Berbagi juga berkembang seiring dengan digitalisasi kehidupan. Jadi bisa berbagi dengan memanfaatkan media sosial, misalnya berbagi melalui WA. Tingkatannya-pun bervariasi. Yang paling rendah mengirimkan "emot" senyum saat membalas chat. Di atasnya sedikit, mengirimkan respon berupa kalimat dari chat orang.

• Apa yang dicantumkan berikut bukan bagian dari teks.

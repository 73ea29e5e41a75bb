use anyhow::{Context, Result};
use sqlx::MySqlPool;
use sqlx::mysql::MySqlPoolOptions;

pub async fn init_db(database_url: &str, max_connections: u32) -> Result<MySqlPool> {
    let pool = MySqlPoolOptions::new()
        .max_connections(max_connections)
        .connect(database_url)
        .await
        .context("Failed to connect to database")?;

    sqlx::migrate!("./migrations")
        .run(&pool)
        .await
        .context("Failed to apply migrations")?;
    tracing::info!("Database migrations applied");

    Ok(pool)
}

Jadi kalau pembaca mengomentari coretan saya, saya anggap itu sebagai berbagi tingkatan kedua. Di atasnya, tingkatan ketiga, bisa dengan mengirim berita-berita yang menggembirakan, termasuk video-video lucu yang membuat hati gembira, syaratnya bukan video lucu tapi menjatuhkan karakter orang lain.
Tingkatan keempat, dengan mengirimkan pulsa atau quota kepada teman yang dianggap membutuhkan, apalagi misalnya yang suka mengirim tulisan di subuh hari. Dan tingkatan kelima, menggunakan fasilitas internet untuk berbagi kepada yang membutuhkan. Yang akan menerima, cukup mengirim nomor rekeningnya secara online.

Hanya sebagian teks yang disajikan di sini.